Aim of the exercise:
Your answer is the lines below, exactly, from the one that contains "self.get(class).map(String::as_str)" through the one that contains "if started &&", both included.

Supplied data:
"""

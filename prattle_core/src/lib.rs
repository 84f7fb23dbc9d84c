pub mod entity;
pub mod ids;
pub mod models;
use tokio::sync::OnceCell;

use std::sync::Arc;

use sea_orm::DatabaseConnection;

use crate::service::comments::CommentsService;

pub mod service;

pub mod error;

pub mod config;

static PRATTLE_CORE: OnceCell<Arc<PrattleCore>> = OnceCell::const_new();

pub async fn core() -> Arc<PrattleCore> {
    PRATTLE_CORE
        .get_or_init(|| async move { Arc::new(PrattleCore::start().await.expect("failed to init")) })
        .await
        .clone()
}

/// Main runtime handle for Prattle.
pub struct PrattleCore {
    pub config: config::PrattleConfig,

    /// Shared database handle backing the services.
    pub db: DatabaseConnection,

    /// Thread operations: create, list, cascade delete.
    pub comments: CommentsService,
}

impl PrattleCore {
    pub async fn start() -> Result<Self, Box<dyn std::error::Error>> {
        tracing_subscriber::fmt::try_init().ok();

        let config = config::get_or_init().await?;
        tracing::debug!(?config, "loaded config");

        // DB + migrations
        let db = models::open_or_create_db(&config).await?;
        models::migrate_up(&db).await?;

        let comments = CommentsService::new(db.clone());

        Ok(Self {
            config,
            db,
            comments,
        })
    }

    pub async fn shutdown(self) -> Result<(), Box<dyn std::error::Error>> {
        self.db.close().await?;
        Ok(())
    }
}

pub mod prelude {
    pub use super::entity;
    pub use super::ids;
    pub use super::models;

    pub use super::service;

    pub use super::error;

    pub use super::config;
}
use crate::ids::UserId;
use sea_orm::entity::prelude::*;
use serde::{Deserialize, Serialize};

/// Local projection of the external user directory. The engine only ever
/// reads this table; rows are written by the host (or by tests).
#[derive(Clone, Debug, PartialEq, Eq, DeriveEntityModel, Serialize, Deserialize)]
#[sea_orm(table_name = "directory_user")]
pub struct Model {
    #[sea_orm(primary_key, auto_increment = false)]
    pub id: UserId,
    /// Display name. Not unique, matched case-insensitively for mentions.
    pub username: String,
    /// Stable public identifier shown in mention tokens.
    pub public_id: Uuid,
    pub avatar_url: Option<String>,
}

#[derive(Copy, Clone, Debug, EnumIter, DeriveRelation)]
pub enum Relation {
    #[sea_orm(has_many = "super::comment::Entity")]
    Comments,
}

impl Related<super::comment::Entity> for Entity {
    fn to() -> RelationDef {
        Relation::Comments.def()
    }
}

impl ActiveModelBehavior for ActiveModel {}
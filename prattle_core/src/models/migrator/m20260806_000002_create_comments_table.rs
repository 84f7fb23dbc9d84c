use sea_orm_migration::{prelude::*, schema::*};

#[derive(DeriveMigrationName)]
pub struct Migration;

#[async_trait::async_trait]
impl MigrationTrait for Migration {
    async fn up(&self, manager: &SchemaManager) -> Result<(), DbErr> {
        manager
            .create_table(
                Table::create()
                    .table(Comment::Table)
                    .col(pk_uuid(Comment::Id))
                    // No FK on post_id: posts live in an external store
                    .col(uuid(Comment::PostId))
                    // No FK on author_id: the directory is an external
                    // projection and comments may outlive their author
                    .col(uuid(Comment::AuthorId))
                    .col(uuid_null(Comment::ParentId)) // For threaded replies
                    .col(integer(Comment::Depth))
                    .col(string(Comment::Content))
                    .col(timestamp_with_time_zone(Comment::CreatedAt))
                    .foreign_key(
                        ForeignKey::create()
                            .name("fk-comment-parent_id")
                            .from(Comment::Table, Comment::ParentId)
                            .to(Comment::Table, Comment::Id)
                            .on_delete(ForeignKeyAction::Cascade)
                            .on_update(ForeignKeyAction::Cascade),
                    )
                    .to_owned(),
            )
            .await?;

        // Create index on post_id
        manager
            .create_index(
                Index::create()
                    .name("idx_comments_post_id")
                    .table(Comment::Table)
                    .col(Comment::PostId)
                    .to_owned(),
            )
            .await?;

        // Create index on parent_id for reply and descendant lookups
        manager
            .create_index(
                Index::create()
                    .name("idx_comments_parent_id")
                    .table(Comment::Table)
                    .col(Comment::ParentId)
                    .to_owned(),
            )
            .await?;

        // Create index on created_at for thread ordering
        manager
            .create_index(
                Index::create()
                    .name("idx_comments_created_at")
                    .table(Comment::Table)
                    .col(Comment::CreatedAt)
                    .to_owned(),
            )
            .await
    }

    async fn down(&self, manager: &SchemaManager) -> Result<(), DbErr> {
        manager
            .drop_table(Table::drop().table(Comment::Table).to_owned())
            .await
    }
}

#[derive(DeriveIden)]
pub enum Comment {
    Table,
    Id,
    PostId,
    AuthorId,
    ParentId,
    Depth,
    Content,
    CreatedAt,
}
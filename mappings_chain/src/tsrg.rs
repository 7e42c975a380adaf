//! Reading of the TSRG format.
//!
//! ```text
//! a net/minecraft/util/Timer
//! 	a field_74281_c
//! 	a (F)V func_74275_a
//! ```
//! A line without indentation starts a class. The lines indented by one tab below it are either fields
//! (`src dst`) or methods (`src desc dst`). The destination names may be opaque ids, which are looked up in a
//! [`NameOverlay`].

use std::fs::File;
use std::io::Read;
use std::path::Path;
use anyhow::{anyhow, bail, Context, Result};
use crate::descriptor::remap_descriptor;
use crate::lines::numbered_lines;
use crate::overlay::NameOverlay;
use crate::table::{field_key, method_key, MappingTable};

pub fn read_file(path: impl AsRef<Path>, field_names: &NameOverlay, method_names: &NameOverlay) -> Result<MappingTable> {
	read(File::open(&path)?, field_names, method_names)
		.with_context(|| anyhow!("failed to read mappings file {:?} as tsrg file", path.as_ref()))
}

#[derive(Debug)]
struct RawMethod {
	key: String,
	owner_dst: String,
	name_dst: String,
	desc: String,
}

#[allow(clippy::tabs_in_doc_comments)]
/// Reads the TSRG format from the given reader.
///
/// The method descriptors of the values get their class names mapped with the classes of the same file.
/// ```
/// use mappings_chain::overlay::NameOverlay;
/// let input = "\
/// a/B b/C
/// 	f1 f2
/// 	m (La/B;)V func_1_a
/// ";
///
/// let mappings = mappings_chain::tsrg::read(input.as_bytes(), &NameOverlay::new(), &NameOverlay::new()).unwrap();
///
/// assert_eq!(mappings.classes["a/B"], "b/C");
/// assert_eq!(mappings.fields["a/B:f1"], "b/C:f2");
/// assert_eq!(mappings.methods["a/B:m(La/B;)V"], "b/C:func_1_a(Lb/C;)V");
/// ```
pub fn read(reader: impl Read, field_names: &NameOverlay, method_names: &NameOverlay) -> Result<MappingTable> {
	let mut mappings = MappingTable::new();
	let mut methods = Vec::new();

	let mut current_class: Option<(String, String)> = None;

	for line in numbered_lines(reader) {
		let (line_number, line) = line?;

		parse_line(&line, &mut current_class, &mut mappings, &mut methods, field_names, method_names)
			.with_context(|| anyhow!("invalid tsrg line {line:?} in line {line_number}"))?;
	}

	// all classes are known now, so the descriptors can be mapped
	for RawMethod { key, owner_dst, name_dst, desc } in methods {
		let desc_dst = remap_descriptor(&desc, &mappings.classes)
			.with_context(|| anyhow!("failed to map descriptor of method {key:?}"))?;

		mappings.methods.insert(key, method_key(&owner_dst, &name_dst, &desc_dst));
	}

	Ok(mappings)
}

fn parse_line(
	line: &str,
	current_class: &mut Option<(String, String)>,
	mappings: &mut MappingTable,
	methods: &mut Vec<RawMethod>,
	field_names: &NameOverlay,
	method_names: &NameOverlay,
) -> Result<()> {
	if let Some(member) = line.strip_prefix('\t') {
		let Some((class_src, class_dst)) = current_class.as_ref() else {
			bail!("member line is not in a class");
		};

		match member.split(' ').collect::<Vec<_>>().as_slice() {
			[src, dst] if is_token(src) && is_token(dst) => {
				let dst = field_names.get_or_id(dst);
				mappings.fields.insert(field_key(class_src, src), field_key(class_dst, dst));
			},
			[src, desc, dst] if is_token(src) && desc.starts_with('(') && is_token(dst) => {
				methods.push(RawMethod {
					key: method_key(class_src, src, desc),
					owner_dst: class_dst.clone(),
					name_dst: method_names.get_or_id(dst).to_owned(),
					desc: (*desc).to_owned(),
				});
			},
			slice => bail!("illegal number of arguments ({}) for member mapping, expected 2 or 3, got {slice:?}", slice.len()),
		}
	} else {
		match line.split(' ').collect::<Vec<_>>().as_slice() {
			[src, dst] if is_token(src) && is_token(dst) => {
				mappings.classes.insert((*src).to_owned(), (*dst).to_owned());
				*current_class = Some(((*src).to_owned(), (*dst).to_owned()));
			},
			slice => bail!("illegal number of arguments ({}) for class mapping, expected 2, got {slice:?}", slice.len()),
		}
	}

	Ok(())
}

/// Tokens may not be empty, and may not contain a tab (which would mean a deeper indentation).
fn is_token(s: &str) -> bool {
	!s.is_empty() && !s.contains('\t')
}

#[cfg(test)]
mod testing {
	use anyhow::Result;
	use indexmap::IndexMap;
	use pretty_assertions::assert_eq;
	use crate::overlay::NameOverlay;

	#[test]
	fn class_and_field() -> Result<()> {
		let mappings = super::read("a/B b/C\n\tf1 f2\n".as_bytes(), &NameOverlay::new(), &NameOverlay::new())?;

		assert_eq!(mappings.classes, IndexMap::from([("a/B".to_owned(), "b/C".to_owned())]));
		assert_eq!(mappings.fields, IndexMap::from([("a/B:f1".to_owned(), "b/C:f2".to_owned())]));
		assert!(mappings.methods.is_empty());
		Ok(())
	}

	#[test]
	fn descriptors_use_classes_declared_later() -> Result<()> {
		let input = "a net/A\n\tb (Lc;)La; func_1_b\nc net/C\n";
		let mappings = super::read(input.as_bytes(), &NameOverlay::new(), &NameOverlay::new())?;

		assert_eq!(mappings.methods["a:b(Lc;)La;"], "net/A:func_1_b(Lnet/C;)Lnet/A;");
		Ok(())
	}

	#[test]
	fn bad_shapes() {
		let read = |s: &str| super::read(s.as_bytes(), &NameOverlay::new(), &NameOverlay::new());

		assert!(read("\tf1 f2\n").is_err(), "member before any class");
		assert!(read("a/B\n").is_err(), "class with one token");
		assert!(read("a/B b/C d/E\n").is_err(), "class with three tokens");
		assert!(read("a/B b/C\n\tx\n").is_err(), "member with one token");
		assert!(read("a/B b/C\n\ta b c d\n").is_err(), "member with four tokens");
		assert!(read("a/B b/C\n\t\tf1 f2\n").is_err(), "too deep indentation");
		assert!(read("a/B b/C\n\n").is_err(), "empty line");
	}
}
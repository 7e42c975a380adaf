use std::io::{BufRead, BufReader, Read};
use anyhow::{anyhow, Context, Result};

/// Iterates over the lines of the reader, giving back 1-based line numbers.
///
/// A trailing `\r` is removed from every line.
pub(crate) fn numbered_lines(reader: impl Read) -> impl Iterator<Item=Result<(usize, String)>> {
	BufReader::new(reader)
		.lines()
		.enumerate()
		.map(|(line_number, line)| {
			let line_number = line_number + 1;
			let mut line = line.with_context(|| anyhow!("got a reader error on line {line_number}"))?;
			if line.ends_with('\r') {
				line.pop();
			}
			Ok((line_number, line))
		})
}
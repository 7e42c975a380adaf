//! Reading and rewriting of method descriptors.
//!
//! A method descriptor looks like `(ILjava/lang/String;[La/B;)La/C;`. Only the class names inside the `L...;` parts
//! are ever changed, everything else (primitives, array markers, the parenthesis) is copied over.

use anyhow::{bail, Result};
use indexmap::IndexMap;

/// Something that can answer "what is the new name of this class?".
///
/// Implemented for the plain class tables used everywhere in this crate.
pub trait ClassRemapper {
	/// Maps a class name to a new one, if the mapping exists.
	fn map_class_fail(&self, class: &str) -> Option<&str>;

	/// Maps a class name to a new one, if the mapping doesn't exist, returns the old one.
	///
	/// Do not implement this yourself.
	fn map_class<'a>(&'a self, class: &'a str) -> &'a str {
		self.map_class_fail(class).unwrap_or(class)
	}
}

impl ClassRemapper for IndexMap<String, String> {
	fn map_class_fail(&self, class: &str) -> Option<&str> {
		self.get(class).map(String::as_str)
	}
}

/// Returns the descriptor part of a `name(desc)ret` string, that is everything starting at the first `(`.
///
/// If there's no `(`, an empty string is returned.
/// ```
/// use mappings_chain::descriptor::signature_part;
///
/// assert_eq!(signature_part("foo(ILa/B;)V"), "(ILa/B;)V");
/// assert_eq!(signature_part("foo"), "");
/// ```
pub fn signature_part(name_and_desc: &str) -> &str {
	name_and_desc.find('(')
		.map_or("", |index| &name_and_desc[index..])
}

/// Returns the name part of a `name(desc)ret` string, that is everything before the first `(`.
pub fn name_part(name_and_desc: &str) -> &str {
	name_and_desc.find('(')
		.map_or(name_and_desc, |index| &name_and_desc[..index])
}

/// Maps all class names in a method descriptor.
///
/// Class names are only looked for after the first `(`, so the input may also be a `name(desc)ret` string, and
/// an `L` in the name isn't mistaken for the start of a class name.
///
/// Class names without a mapping are kept as they are.
/// ```
/// use indexmap::IndexMap;
/// use mappings_chain::descriptor::remap_descriptor;
///
/// let classes = IndexMap::from([("a/B".to_owned(), "x/Y".to_owned())]);
///
/// assert_eq!(remap_descriptor("(La/B;[La/C;)La/B;", &classes).unwrap(), "(Lx/Y;[La/C;)Lx/Y;");
/// ```
pub fn remap_descriptor(desc: &str, classes: &(impl ClassRemapper + ?Sized)) -> Result<String> {
	let mut s = String::with_capacity(desc.len());
	let mut started = false;

	let mut iter = desc.chars();

	while let Some(ch) = iter.next() {
		s.push(ch);

		if ch == '(' {
			started = true;
		}

		if started && ch == 'L' {
			let mut class_name = String::new();
			let mut terminated = false;
			for ch in iter.by_ref() {
				if ch == ';' {
					terminated = true;
					break;
				}
				class_name.push(ch);
			}
			if !terminated {
				bail!("descriptor {desc:?} has a missing semicolon somewhere");
			}

			s.push_str(classes.map_class(&class_name));
			s.push(';');
		}
	}

	Ok(s)
}

#[cfg(test)]
mod testing {
	use anyhow::Result;
	use indexmap::IndexMap;
	use pretty_assertions::assert_eq;
	use crate::descriptor::{name_part, remap_descriptor, signature_part};

	fn classes() -> IndexMap<String, String> {
		IndexMap::from([
			("a/B".to_owned(), "x/Y".to_owned()),
			("L".to_owned(), "renamedL".to_owned()),
		])
	}

	#[test]
	fn primitives_stay() -> Result<()> {
		assert_eq!(remap_descriptor("(I)V", &classes())?, "(I)V");
		assert_eq!(remap_descriptor("(IJZ[[D)[B", &classes())?, "(IJZ[[D)[B");
		Ok(())
	}

	#[test]
	fn substitution() -> Result<()> {
		assert_eq!(remap_descriptor("(La/B;)La/B;", &classes())?, "(Lx/Y;)Lx/Y;");
		assert_eq!(remap_descriptor("([[La/B;I)V", &classes())?, "([[Lx/Y;I)V");
		Ok(())
	}

	#[test]
	fn fallback_without_entry() -> Result<()> {
		assert_eq!(remap_descriptor("(La/B;)V", &IndexMap::new())?, "(La/B;)V");
		assert_eq!(remap_descriptor("(Ljava/lang/String;)La/B;", &classes())?, "(Ljava/lang/String;)Lx/Y;");
		Ok(())
	}

	#[test]
	fn name_before_parenthesis_untouched() -> Result<()> {
		assert_eq!(remap_descriptor("getLevel(LL;)V", &classes())?, "getLevel(LrenamedL;)V");
		Ok(())
	}

	#[test]
	fn missing_semicolon() {
		assert!(remap_descriptor("(La/B)V", &classes()).is_err());
	}

	#[test]
	fn split_name_and_desc() {
		assert_eq!(signature_part("func_1234_a(La/B;)V"), "(La/B;)V");
		assert_eq!(name_part("func_1234_a(La/B;)V"), "func_1234_a");
		assert_eq!(name_part("noDesc"), "noDesc");
	}
}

"""

Solution to the problem:
		self.get(class).map(String::as_str)
	}
}

/// Returns the descriptor part of a `name(desc)ret` string, that is everything starting at the first `(`.
///
/// If there's no `(`, an empty string is returned.
/// ```
/// use mappings_chain::descriptor::signature_part;
///
/// assert_eq!(signature_part("foo(ILa/B;)V"), "(ILa/B;)V");
/// assert_eq!(signature_part("foo"), "");
/// ```
pub fn signature_part(name_and_desc: &str) -> &str {
	name_and_desc.find('(')
		.map_or("", |index| &name_and_desc[index..])
}

/// Returns the name part of a `name(desc)ret` string, that is everything before the first `(`.
pub fn name_part(name_and_desc: &str) -> &str {
	name_and_desc.find('(')
		.map_or(name_and_desc, |index| &name_and_desc[..index])
}

/// Maps all class names in a method descriptor.
///
/// Class names are only looked for after the first `(`, so the input may also be a `name(desc)ret` string, and
/// an `L` in the name isn't mistaken for the start of a class name.
///
/// Class names without a mapping are kept as they are.
/// ```
/// use indexmap::IndexMap;
/// use mappings_chain::descriptor::remap_descriptor;
///
/// let classes = IndexMap::from([("a/B".to_owned(), "x/Y".to_owned())]);
///
/// assert_eq!(remap_descriptor("(La/B;[La/C;)La/B;", &classes).unwrap(), "(Lx/Y;[La/C;)Lx/Y;");
/// ```
pub fn remap_descriptor(desc: &str, classes: &(impl ClassRemapper + ?Sized)) -> Result<String> {
	let mut s = String::with_capacity(desc.len());
	let mut started = false;

	let mut iter = desc.chars();

	while let Some(ch) = iter.next() {
		s.push(ch);

		if ch == '(' {
			started = true;
		}

		if started && ch == 'L' {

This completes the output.